Book Making Hate Pay

Download or read book Making Hate Pay written by Tyler O’Neil and published by Bombardier Books. This book was released on 2020-01-20 with total page 196 pages. Available in PDF, EPUB and Kindle. Book excerpt: The Southern Poverty Law Center started with noble intentions and has done much good over the years, but a pernicious corruption has undermined the organization’s original mission and contributed to a climate of fear and hostility in America. Hotels, web platforms, and credit card companies have blacklisted law-abiding Americans because the SPLC disagrees with their political views. The SPLC’s false accusations have done concrete harm, costing the organization millions in lawsuits. A deranged man even attempted to commit mass murder, having been inspired by the SPLC’s rhetoric. How did a civil rights group dedicated to saving the innocent from the death penalty become a pernicious threat to America’s free speech culture? How did an organization dedicated to fighting poverty wind up with millions in the Cayman Islands? How did a civil rights stalwart find itself accused of racism and sexism? Making Hate Pay tells the inside story of how the SPLC yielded to many forms of corruption, and what it means for free speech in America today. It also explains why Corporate America, Big Tech, government, and the media are wrong to take the SPLC’s disingenuous tactics at face value, and the serious damage they cause by trusting this corrupt organization.

Book Poverty Law Canon

    Book Details:
  • Author : Marie Failinger
  • Publisher :
  • Release : 2017
  • ISBN :
  • Pages : 0 pages

Download or read book Poverty Law Canon written by Marie Failinger and published by . This book was released on 2017 with total page 0 pages. Available in PDF, EPUB and Kindle. Book excerpt: The Poverty Law Canon takes readers into the lives of the clients and lawyers who brought critical poverty law cases in the United States. These cases involved attempts to establish the right to basic necessities, as well as efforts to ensure dignified treatment of welfare recipients and to halt administrative attacks on federal program benefit levels. They also confronted government efforts to constrict access to justice, due process, and rights to counsel in child support and consumer cases, social welfare programs, and public housing. By exploring the personal narratives that gave rise to these lawsuits as well as the behind-the-scenes dynamics of the Supreme Court, the text locates these cases within the social dynamics that shaped the course of litigation. Noted legal scholars explain the legal precedent created by each case and set the case within its historical and political context in a way that will assist students and advocates in poverty-related disciplines in their understanding of the implications of these cases for contemporary public policy decisions in poverty programs. Whether the focus is on the clients, on the lawyers, or on the justices, the stories in The Poverty Law Canon illuminate the central legal themes in federal poverty law of the late 20th century and the role that racial and economic stereotyping plays in shaping American law. “The contributors include some of the best academics who write and teach about poverty. The back stories of these cases are multidimensionally interesting -- the clients, the legal strategies, the lawyers themselves, the historical and political context, the effect on the law, the backstage of the Supreme Court and the role of the law clerks.” -- Peter Edelman, Georgetown University Law Center.

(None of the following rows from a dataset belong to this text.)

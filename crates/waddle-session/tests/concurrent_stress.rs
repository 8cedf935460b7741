//! Concurrent connect/sign-in interleaved with fan-out.

mod common;

use std::collections::HashSet;
use std::sync::Arc;

use common::{connection_pair, init_tracing, within, Peer};
use futures::future::join_all;
use waddle_session::{
    Device, Message, Principal, Session, SessionManager, SessionManagerConfig, SignInOutcome,
};

const USERS: i64 = 200;
const DEVICES_PER_USER: i64 = 2;
const SENDERS: usize = 400;

#[tokio::test(flavor = "multi_thread", worker_threads = 4)]
async fn test_concurrent_sign_ins_leave_consistent_registry() {
    init_tracing();
    let manager = Arc::new(SessionManager::new(SessionManagerConfig::default()));

    let sign_ins = (1..=USERS).flat_map(|user| {
        (1..=DEVICES_PER_USER).map(move |device| (Principal::new(user), Device::new(device)))
    });
    let sign_in_tasks: Vec<_> = sign_ins
        .map(|(uid, device)| {
            let manager = Arc::clone(&manager);
            tokio::spawn(async move {
                let (conn, peer) = connection_pair();
                let temp = manager.connect(conn);
                tokio::task::yield_now().await;
                let outcome = manager.sign_in(temp, uid, device);
                (peer, outcome)
            })
        })
        .collect();

    let sender_tasks: Vec<_> = (0..SENDERS)
        .map(|i| {
            let manager = Arc::clone(&manager);
            tokio::spawn(async move {
                let uid = Principal::new((i as i64 % USERS) + 1);
                manager.enqueue_message(uid, Device::ALL, Message::from(format!("m{}", i)));
            })
        })
        .collect();

    let results = within(join_all(sign_in_tasks)).await;
    within(join_all(sender_tasks)).await;

    // Keep every peer alive so no session is torn down by a hang-up.
    let mut peers: Vec<Peer> = Vec::new();
    for result in results {
        let (peer, outcome) = result.unwrap();
        assert_eq!(outcome, SignInOutcome::SignedIn { evicted: None });
        peers.push(peer);
    }

    let expected = (USERS * DEVICES_PER_USER) as usize;
    assert_eq!(manager.session_count(), expected);
    assert_eq!(manager.all_principals().len(), USERS as usize);
    assert_eq!(manager.registry().user_count(), USERS as usize);

    for user in 1..=USERS {
        let uid = Principal::new(user);
        let snapshot = manager.registry().get(uid);
        assert_eq!(snapshot.len(), DEVICES_PER_USER as usize);

        let mut ids = HashSet::new();
        for (device, session) in snapshot.iter() {
            assert!(!session.is_closed());
            assert_eq!(session.identity().principal, uid);
            assert_eq!(session.identity().device, device);
            assert!(ids.insert(session.id()));
        }
    }
    assert_eq!(peers.len(), expected);
}

#[tokio::test(flavor = "multi_thread", worker_threads = 4)]
async fn test_competing_sign_ins_for_one_device_leave_one_winner() {
    init_tracing();
    let manager = Arc::new(SessionManager::new(SessionManagerConfig::default()));
    let uid = Principal::new(5);
    let device = Device::new(1);

    let mut peers = Vec::new();
    let mut temps = Vec::new();
    for _ in 0..50 {
        let (conn, peer) = connection_pair();
        temps.push(manager.connect(conn));
        peers.push(peer);
    }

    let tasks: Vec<_> = temps
        .into_iter()
        .map(|temp| {
            let manager = Arc::clone(&manager);
            tokio::spawn(async move { manager.sign_in(temp, uid, device) })
        })
        .collect();
    let outcomes = within(join_all(tasks)).await;

    let evictions = outcomes
        .into_iter()
        .map(|outcome| outcome.unwrap())
        .filter(|outcome| matches!(outcome, SignInOutcome::SignedIn { evicted: Some(_) }))
        .count();

    // Every sign-in but the first displaced someone; one session remains.
    assert_eq!(evictions, 49);
    let snapshot = manager.registry().get(uid);
    assert_eq!(snapshot.len(), 1);
    assert!(!snapshot.get(device).unwrap().is_closed());
    assert_eq!(manager.session_count(), 1);
}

Book Cases and Materials on Poverty Law

Download or read book Cases and Materials on Poverty Law written by Julie A. Nice and published by West Academic Publishing. This book was released on 1997 with total page 908 pages. Available in PDF, EPUB and Kindle. Book excerpt: This law school casebook examines how society uses law to impact the realities of existence for poor people. It explores an emerging orthodoxy ; that government welfare programs harm more than they help. The first section focuses on conceptualizing poverty law theory through exploring current poverty, the historical legacies influencing welfare policy, and competing public policy perspectives on welfare. The second section examines poverty law practice, including challenges for poverty lawyers and the constitutional issues related to due process, equal protection, and the unconstitutional conditions dilemma. The third section discusses welfare reform and its focus on family and work.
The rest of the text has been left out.